• _WHAT IS BEING ASKED_
Would you return every line of the listing below that has "false" in it?
======
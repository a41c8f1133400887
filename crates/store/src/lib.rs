//! Read/write facades over the document store, per the spec's "Source
//! Backend" and "Target Backend" components (§2). The merge engine in
//! `builder` never talks to `mongodb` directly -- it only ever sees
//! `SourceBackend`/`TargetBackend`, so a different document store could be
//! substituted by implementing these two traits.

mod error;
mod id_feeder;
mod mongo;
mod traits;

pub use error::StoreError;
pub use id_feeder::id_feeder;
pub use mongo::{MongoSourceBackend, MongoTargetBackend};
pub use traits::{SourceBackend, SourceConnection, TargetBackend, TargetConnection};

/// A document id as read back from the store. Source documents in this
/// domain key on heterogeneous scalar ids (strings, ints), so ids are kept
/// as opaque BSON values rather than coerced to a single Rust type.
pub type DocId = mongodb::bson::Bson;
pub type Document = mongodb::bson::Document;
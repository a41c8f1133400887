//! Named document transforms applied during a merge (spec §4.4). A mapper
//! is resolved by name from a `MapperRegistry`, lazily loaded at most once,
//! then applied to each merge batch. The registry itself carries no
//! knowledge of *which* mappers a deployment needs -- those are registered
//! by the embedding application; this crate only supplies the contract and
//! the always-present default transparent mapper.

use async_trait::async_trait;
use std::collections::HashMap;
use std::sync::Arc;
use store::Document;

/// The sentinel name used when a source declares no mapper.
pub const DEFAULT_MAPPER_NAME: &str = "_default";

#[derive(Debug, thiserror::Error)]
pub enum MapperError {
    #[error("unknown mapper '{0}'")]
    UnknownMapper(String),

    #[error("mapper '{name}' failed to load: {source}")]
    LoadFailed {
        name: String,
        #[source]
        source: anyhow::Error,
    },

    #[error("mapper '{name}' failed to process a batch: {source}")]
    ProcessFailed {
        name: String,
        #[source]
        source: anyhow::Error,
    },
}

/// A named transform from raw source documents to documents ready for the
/// target collection. `process` may drop or fan a single input document out
/// to zero or more outputs (e.g. one-to-many annotation joins), but must be
/// deterministic given the same input batch and post-`load` state.
#[async_trait]
pub trait Mapper: Send + Sync {
    fn name(&self) -> &str;

    /// Whether `load` still needs to run. Checked before every batch so a
    /// mapper can be constructed once per worker and reused across batches.
    fn need_load(&self) -> bool {
        false
    }

    /// Perform one-time setup (e.g. reading a reference file). Must be safe
    /// to call more than once; idempotent after the first success.
    async fn load(&self) -> Result<(), anyhow::Error> {
        Ok(())
    }

    fn process(&self, docs: Vec<Document>) -> Result<Vec<Document>, anyhow::Error>;
}

/// Passes documents through unchanged. Always registered under
/// [`DEFAULT_MAPPER_NAME`].
struct TransparentMapper;

#[async_trait]
impl Mapper for TransparentMapper {
    fn name(&self) -> &str {
        DEFAULT_MAPPER_NAME
    }

    fn process(&self, docs: Vec<Document>) -> Result<Vec<Document>, anyhow::Error> {
        Ok(docs)
    }
}

/// A name -> mapper table. Construction always seeds the default
/// transparent mapper; callers register their own named mappers on top.
#[derive(Clone)]
pub struct MapperRegistry {
    mappers: HashMap<String, Arc<dyn Mapper>>,
}

impl Default for MapperRegistry {
    fn default() -> Self {
        Self::new()
    }
}

impl MapperRegistry {
    pub fn new() -> Self {
        let mut mappers: HashMap<String, Arc<dyn Mapper>> = HashMap::new();
        mappers.insert(DEFAULT_MAPPER_NAME.to_string(), Arc::new(TransparentMapper));
        Self { mappers }
    }

    /// Register a mapper, overwriting any prior registration under the same
    /// name. Registering under [`DEFAULT_MAPPER_NAME`] replaces the
    /// transparent mapper.
    pub fn register(&mut self, mapper: Arc<dyn Mapper>) {
        self.mappers.insert(mapper.name().to_string(), mapper);
    }

    /// Resolve a mapper by name, lazily loading it if needed.
    pub async fn resolve(&self, name: &str) -> Result<Arc<dyn Mapper>, MapperError> {
        let mapper = self
            .mappers
            .get(name)
            .cloned()
            .ok_or_else(|| MapperError::UnknownMapper(name.to_string()))?;

        if mapper.need_load() {
            mapper
                .load()
                .await
                .map_err(|source| MapperError::LoadFailed {
                    name: name.to_string(),
                    source,
                })?;
        }
        Ok(mapper)
    }

    pub fn contains(&self, name: &str) -> bool {
        self.mappers.contains_key(name)
    }
}

#[cfg(test)]
mod tests {
    use super::*;

    #[tokio::test]
    async fn default_mapper_is_always_registered() {
        let registry = MapperRegistry::new();
        let mapper = registry.resolve(DEFAULT_MAPPER_NAME).await.unwrap();
        let docs = vec![mongodb::bson::doc! { "_id": "a", "x": 1 }];
        let out = mapper.process(docs.clone()).unwrap();
        assert_eq!(out, docs);
    }

    #[tokio::test]
    async fn unknown_mapper_name_is_an_error() {
        let registry = MapperRegistry::new();
        let err = registry.resolve("does-not-exist").await.unwrap_err();
        assert!(matches!(err, MapperError::UnknownMapper(name) if name == "does-not-exist"));
    }

    struct CountingMapper {
        loaded: std::sync::atomic::AtomicBool,
    }

    #[async_trait]
    impl Mapper for CountingMapper {
        fn name(&self) -> &str {
            "counting"
        }

        fn need_load(&self) -> bool {
            !self.loaded.load(std::sync::atomic::Ordering::SeqCst)
        }

        async fn load(&self) -> Result<(), anyhow::Error> {
            self.loaded.store(true, std::sync::atomic::Ordering::SeqCst);
            Ok(())
        }

        fn process(&self, docs: Vec<Document>) -> Result<Vec<Document>, anyhow::Error> {
            Ok(docs)
        }
    }

    #[tokio::test]
    async fn custom_mapper_loads_at_most_once() {
        let mut registry = MapperRegistry::new();
        registry.register(Arc::new(CountingMapper {
            loaded: std::sync::atomic::AtomicBool::new(false),
        }));

        let first = registry.resolve("counting").await.unwrap();
        assert!(!first.need_load());
        let second = registry.resolve("counting").await.unwrap();
        assert!(!second.need_load());
    }
}
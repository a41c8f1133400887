//! The worker-process pool backing `defer_to_process`. See SPEC_FULL
//! §4.1.1: each worker is a long-lived `merge-worker` sidecar reachable
//! over newline-delimited JSON on its stdin/stdout.

use crate::error::JobManagerError;
use async_process::{Child, Command};
use merge_worker_proto::{MergeBatchTask, WorkerReply, WorkerRequest, WORKER_READY_LINE};
use std::path::PathBuf;
use std::process::Stdio;
use std::sync::Mutex;
use tokio::io::{AsyncBufReadExt, AsyncWriteExt, BufReader, BufWriter, Lines};
use tokio::sync::mpsc;

struct WorkerHandle {
    id: usize,
    #[allow(dead_code)]
    child: Child,
    stdin: BufWriter<tokio::fs::File>,
    stdout: Lines<BufReader<tokio::fs::File>>,
}

async fn spawn_worker(worker_binary: &PathBuf, id: usize) -> Result<WorkerHandle, JobManagerError> {
    let mut command = Command::new(worker_binary);
    command
        .stdin(Stdio::piped())
        .stdout(Stdio::piped())
        .stderr(Stdio::inherit());

    let std_child = command.spawn().map_err(JobManagerError::Spawn)?;
    let mut child: Child = std_child.into();
    child.kill_on_drop(true);

    let stdin = child.stdin.take().expect("worker spawned with piped stdin");
    let stdout = child
        .stdout
        .take()
        .expect("worker spawned with piped stdout");

    let mut stdout = BufReader::new(stdout).lines();
    let ready = stdout
        .next_line()
        .await
        .map_err(|e| JobManagerError::Protocol(id, e.to_string()))?;
    match ready.as_deref() {
        Some(WORKER_READY_LINE) => {}
        other => {
            return Err(JobManagerError::Protocol(
                id,
                format!("expected {WORKER_READY_LINE:?}, got {other:?}"),
            ))
        }
    }

    Ok(WorkerHandle {
        id,
        child,
        stdin: BufWriter::new(stdin),
        stdout,
    })
}

/// Tracks per-worker resident-set-size so `defer_to_process` can block
/// admission rather than exceed `max_memory_usage` (SPEC_FULL §4.1.1).
#[derive(Default)]
struct MemoryTracker {
    rss_by_worker: std::collections::HashMap<usize, u64>,
}

impl MemoryTracker {
    fn total(&self) -> u64 {
        self.rss_by_worker.values().sum()
    }

    fn record(&mut self, worker_id: usize, rss_bytes: u64) {
        self.rss_by_worker.insert(worker_id, rss_bytes);
    }

    fn forget(&mut self, worker_id: usize) {
        self.rss_by_worker.remove(&worker_id);
    }
}

pub struct WorkerPool {
    worker_binary: PathBuf,
    max_memory_usage: u64,
    idle_tx: mpsc::Sender<WorkerHandle>,
    idle_rx: tokio::sync::Mutex<mpsc::Receiver<WorkerHandle>>,
    memory: Mutex<MemoryTracker>,
    memory_notify: tokio::sync::Notify,
}

impl WorkerPool {
    pub async fn spawn(
        worker_binary: PathBuf,
        num_workers: usize,
        max_memory_usage: u64,
    ) -> Result<Self, JobManagerError> {
        let (idle_tx, idle_rx) = mpsc::channel(num_workers);
        let pool = Self {
            worker_binary,
            max_memory_usage,
            idle_tx,
            idle_rx: tokio::sync::Mutex::new(idle_rx),
            memory: Mutex::new(MemoryTracker::default()),
            memory_notify: tokio::sync::Notify::new(),
        };

        for id in 0..num_workers {
            let worker = spawn_worker(&pool.worker_binary, id).await?;
            pool.idle_tx
                .send(worker)
                .await
                .expect("idle channel has capacity for every spawned worker");
        }
        Ok(pool)
    }

    async fn wait_for_memory_headroom(&self) {
        loop {
            if self.memory.lock().unwrap().total() < self.max_memory_usage {
                return;
            }
            self.memory_notify.notified().await;
        }
    }

    /// Submit one merge batch to the least-recently-idle worker, blocking
    /// (never erroring) while aggregate worker memory is at or above
    /// `max_memory_usage`.
    pub async fn submit(&self, task: MergeBatchTask) -> Result<WorkerReply, JobManagerError> {
        self.wait_for_memory_headroom().await;

        let mut worker = {
            let mut rx = self.idle_rx.lock().await;
            rx.recv().await.expect("idle channel outlives the pool")
        };

        let batch_num = task.batch_num;
        let request = WorkerRequest { task };
        let line = serde_json::to_string(&request)
            .map_err(|e| JobManagerError::Protocol(worker.id, e.to_string()))?;

        let write_result: std::io::Result<()> = async {
            worker.stdin.write_all(line.as_bytes()).await?;
            worker.stdin.write_all(b"\n").await?;
            worker.stdin.flush().await
        }
        .await;

        if write_result.is_err() {
            self.retire_and_respawn(worker.id).await;
            return Err(JobManagerError::InfrastructureError {
                worker_id: worker.id,
                batch_num,
            });
        }

        let reply = match worker.stdout.next_line().await {
            Ok(Some(line)) => serde_json::from_str::<WorkerReply>(&line)
                .map_err(|e| JobManagerError::Protocol(worker.id, e.to_string())),
            Ok(None) | Err(_) => {
                let worker_id = worker.id;
                self.retire_and_respawn(worker_id).await;
                return Err(JobManagerError::InfrastructureError {
                    worker_id,
                    batch_num,
                });
            }
        };

        let reply = match reply {
            Ok(reply) => reply,
            Err(err) => {
                self.return_idle(worker).await;
                return Err(err);
            }
        };

        self.memory
            .lock()
            .unwrap()
            .record(worker.id, reply.rss_bytes);
        self.memory_notify.notify_waiters();

        self.return_idle(worker).await;
        Ok(reply)
    }

    async fn return_idle(&self, worker: WorkerHandle) {
        let _ = self.idle_tx.send(worker).await;
    }

    async fn retire_and_respawn(&self, worker_id: usize) {
        self.memory.lock().unwrap().forget(worker_id);
        self.memory_notify.notify_waiters();
        match spawn_worker(&self.worker_binary, worker_id).await {
            Ok(replacement) => {
                let _ = self.idle_tx.send(replacement).await;
            }
            Err(err) => {
                tracing::error!(worker_id, %err, "failed to respawn crashed worker");
            }
        }
    }
}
======
• _FINISHED TASK_
        false
            loaded: std::sync::atomic::AtomicBool::new(false),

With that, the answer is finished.